Synthesis and characterization of elastomeric polyurea foam

Polymeric foams are ubiquitous in impact mitigation for civilian and military applications; the performance in such loading scenarios can be elucidated through quasi-static and dynamic mechanical testing. The present study reports on the complex microstructure of newly synthesized polyurea foams exhibiting a hierarchical structure consisting of large perforated semi-closed spherical cells with a mean diameter of 370 ± 162 μm surrounded by smaller closed, spherical cells with size distribution of 69 ± 18 μm. The stress–strain curves were used to calculate the basic mechanical properties and to predict the dynamic behavior of the foams. Nonlinear regression and finite element analyses were used to calibrate the Ogden hyperfoam model to explicate the hyperelastic behavior. The performance of the polyurea foam was found to outperform a benchmark foam in nearly all the elastic and energy absorbing properties.
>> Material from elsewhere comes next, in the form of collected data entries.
//! Root thread bootstrap
//!
//! Turns the memory description handed over by the platform into a running
//! kernel with one user thread holding authority over everything.
//!
//! # Bootstrap Sequence
//!
//! 1. Create the kernel state: idle threads and the IRQ node
//! 2. Carve the root CNode and root TCB out of free memory
//! 3. Install the well-known capabilities in the root CNode
//! 4. Turn all remaining free and device memory into untyped capabilities
//! 5. Make the root thread current and runnable
//!
//! The root CNode's guard covers every CPtr bit above the radix, so the
//! root thread addresses its slots by index.

use alloc::boxed::Box;
use alloc::vec;
use alloc::vec::Vec;
use core::fmt;

use sable_cap::objects::{
    MAX_PRIORITY, MAX_UNTYPED_BITS, MIN_UNTYPED_BITS, PAGE_BITS, SLOT_BITS, TCB_BITS,
};
use sable_cap::root_slots::{Slot, FIRST_UNTYPED};
use sable_cap::{
    Cap, CdtOps, Cte, FrameMapping, MdbNode, MemRegion, ObjectRef, SlotRef, SlotStore, TcbSlot,
    ThreadState, VmRights, WORD_BITS,
};
use sable_common::{AlignedBlocks, PhysAddr, Region, RegionList, VirtAddr};

use crate::config::{ConfigError, KernelConfig};
use crate::machine::Machine;
use crate::object::context::{FAULT_IP, NEXT_IP};
use crate::object::tcb::tcb_slot;
use crate::object::{KernelObject, Tcb};
use crate::KernelState;

/// Memory and root-thread layout prepared by the platform.
#[derive(Clone, Debug)]
pub struct BootInfo {
    /// Free RAM, sorted by address.
    pub free: Vec<Region>,
    /// Device memory regions.
    pub device: Vec<Region>,
    /// Root table of the root thread's address space, already populated.
    pub vspace_root: PhysAddr,
    /// Physical frame of the root thread's IPC buffer.
    pub ipc_buffer: PhysAddr,
    /// Where that frame is mapped.
    pub ipc_buffer_vaddr: VirtAddr,
    /// Root thread entry point.
    pub entry: VirtAddr,
}

/// One untyped capability created at boot.
#[derive(Clone, Copy, Debug, PartialEq, Eq)]
pub struct UntypedDesc {
    /// Slot in the root CNode.
    pub slot: u32,
    pub base: PhysAddr,
    pub size_bits: u8,
    pub is_device: bool,
}

/// What boot handed to the root thread.
#[derive(Clone, Debug, PartialEq, Eq)]
pub struct BootSummary {
    pub root_tcb: ObjectRef,
    pub root_cnode: ObjectRef,
    pub untypeds: Vec<UntypedDesc>,
}

/// Bootstrap failure.
#[derive(Clone, Copy, Debug, PartialEq, Eq)]
pub enum BootError {
    /// The configuration was rejected.
    Config(ConfigError),
    /// More free regions than the region list holds.
    TooManyRegions,
    /// No free region fits the root CNode or TCB.
    OutOfMemory,
}

impl From<ConfigError> for BootError {
    fn from(e: ConfigError) -> Self {
        Self::Config(e)
    }
}

impl fmt::Display for BootError {
    fn fmt(&self, f: &mut fmt::Formatter<'_>) -> fmt::Result {
        match self {
            Self::Config(e) => write!(f, "invalid configuration: {}", e),
            Self::TooManyRegions => f.write_str("too many free regions"),
            Self::OutOfMemory => f.write_str("not enough memory for the root thread"),
        }
    }
}

/// Boot the kernel and create the root thread.
pub fn boot_kernel(
    config: KernelConfig,
    machine: Box<dyn Machine>,
    info: &BootInfo,
) -> Result<(KernelState, BootSummary), BootError> {
    let radix = config.root_cnode_bits;
    let mut state = KernelState::new(config, machine)?;
    let mut free = RegionList::from_regions(&info.free).map_err(|_| BootError::TooManyRegions)?;

    // Root CNode
    let cnode_bits = radix + SLOT_BITS;
    let cnode_base = free
        .take_aligned(u32::from(cnode_bits))
        .ok_or(BootError::OutOfMemory)?;
    state.machine.clear_memory(cnode_base, cnode_bits);
    let root_cnode = state
        .objects
        .insert(
            Some(MemRegion {
                base: cnode_base,
                size_bits: cnode_bits,
            }),
            KernelObject::CNode(vec![Cte::EMPTY; 1usize << radix].into_boxed_slice()),
        )
        .ok_or(BootError::Config(ConfigError::ObjectTableCapacity))?;

    // Root TCB
    let tcb_base = free
        .take_aligned(u32::from(TCB_BITS))
        .ok_or(BootError::OutOfMemory)?;
    state.machine.clear_memory(tcb_base, TCB_BITS);
    let mut tcb = Tcb::new(state.cur_domain(), state.config.time_slice, 0);
    tcb.priority = MAX_PRIORITY;
    tcb.mcp = MAX_PRIORITY;
    tcb.ipc_buffer = info.ipc_buffer_vaddr;
    let root_tcb = state
        .objects
        .insert(
            Some(MemRegion {
                base: tcb_base,
                size_bits: TCB_BITS,
            }),
            KernelObject::Tcb(Box::new(tcb)),
        )
        .ok_or(BootError::Config(ConfigError::ObjectTableCapacity))?;
    log::debug!(
        "boot: root CNode {} at {}, TCB {} at {}",
        root_cnode,
        cnode_base,
        root_tcb,
        tcb_base
    );

    // Well-known capabilities
    let slot = |s: Slot| SlotRef::new(root_cnode, s.index());
    let cnode_cap = Cap::CNode {
        object: root_cnode,
        radix,
        guard_size: (WORD_BITS - u32::from(radix)) as u8,
        guard: 0,
    };
    let vspace_cap = Cap::PageTable {
        base: info.vspace_root,
        is_root: true,
        mapping: None,
    };
    let ipc_buffer_cap = Cap::Frame {
        base: info.ipc_buffer,
        size_bits: PAGE_BITS,
        rights: VmRights::ReadWrite,
        is_device: false,
        mapping: Some(FrameMapping {
            vspace: info.vspace_root,
            vaddr: info.ipc_buffer_vaddr,
        }),
    };
    state.write_root_slot(slot(Slot::InitThreadCNode), cnode_cap);
    state.write_root_slot(slot(Slot::InitThreadVSpace), vspace_cap);
    state.write_root_slot(slot(Slot::InitThreadIpcBuffer), ipc_buffer_cap);
    state.write_root_slot(slot(Slot::InitThreadTcb), Cap::Thread { tcb: root_tcb });
    state.write_root_slot(slot(Slot::IrqControl), Cap::IrqControl);
    state.write_root_slot(slot(Slot::Domain), Cap::Domain);

    state.objects.cte_insert(
        cnode_cap,
        slot(Slot::InitThreadCNode),
        tcb_slot(root_tcb, TcbSlot::CTable),
    );
    state.objects.cte_insert(
        vspace_cap,
        slot(Slot::InitThreadVSpace),
        tcb_slot(root_tcb, TcbSlot::VTable),
    );
    state.objects.cte_insert(
        ipc_buffer_cap,
        slot(Slot::InitThreadIpcBuffer),
        tcb_slot(root_tcb, TcbSlot::IpcBuffer),
    );

    // Untyped memory
    let slot_count = 1u32 << radix;
    let mut untypeds = Vec::new();
    let regions = free
        .iter()
        .map(|r| (*r, false))
        .chain(info.device.iter().map(|r| (*r, true)));
    'regions: for (region, is_device) in regions {
        let blocks = AlignedBlocks::new(
            region,
            u32::from(MIN_UNTYPED_BITS),
            u32::from(MAX_UNTYPED_BITS),
        );
        for (base, bits) in blocks {
            let index = FIRST_UNTYPED + untypeds.len() as u32;
            if index >= slot_count {
                log::warn!("boot: root CNode full, dropping memory from {}", base);
                break 'regions;
            }
            let size_bits = bits as u8;
            state.write_root_slot(
                SlotRef::new(root_cnode, index),
                Cap::Untyped {
                    base,
                    size_bits,
                    free_offset: 0,
                    is_device,
                },
            );
            untypeds.push(UntypedDesc {
                slot: index,
                base,
                size_bits,
                is_device,
            });
        }
    }
    log::debug!("boot: {} untyped capabilities", untypeds.len());

    // Root thread
    state.setup_reply_master(root_tcb);
    {
        let ctx = &mut state.objects.tcb_mut(root_tcb).context;
        ctx.set(NEXT_IP, info.entry.0);
        ctx.set(FAULT_IP, info.entry.0);
    }
    state.objects.tcb_mut(root_tcb).state = ThreadState::Running;
    state.switch_to_thread(root_tcb);

    log::info!("boot: root thread {} enters at {}", root_tcb, info.entry);
    Ok((
        state,
        BootSummary {
            root_tcb,
            root_cnode,
            untypeds,
        },
    ))
}

impl KernelState {
    /// Store an original capability in an empty boot-time slot.
    fn write_root_slot(&mut self, slot: SlotRef, cap: Cap) {
        debug_assert!(self.objects.cte(slot).is_empty(), "boot slot {slot} reused");
        *self.objects.cte_mut(slot) = Cte {
            cap,
            mdb: MdbNode {
                revocable: true,
                first_badged: true,
                ..MdbNode::NULL
            },
        };
    }
}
For example, one variation of the newly synthesized foam stored nearly doubled the energy of the benchmark foam while being 12% lighter. Low-density polyurea foam was found to decelerate an incoming impact mass with a minimum G-level that was nearly one third lower than the higher density polyurea and benchmark foams. In all, the behavior of the foam is dependent on the parameters of the fabrication process. © 2019 Wiley Periodicals, Inc. J. Appl. Polym. Sci. 2020 , 137, 48839.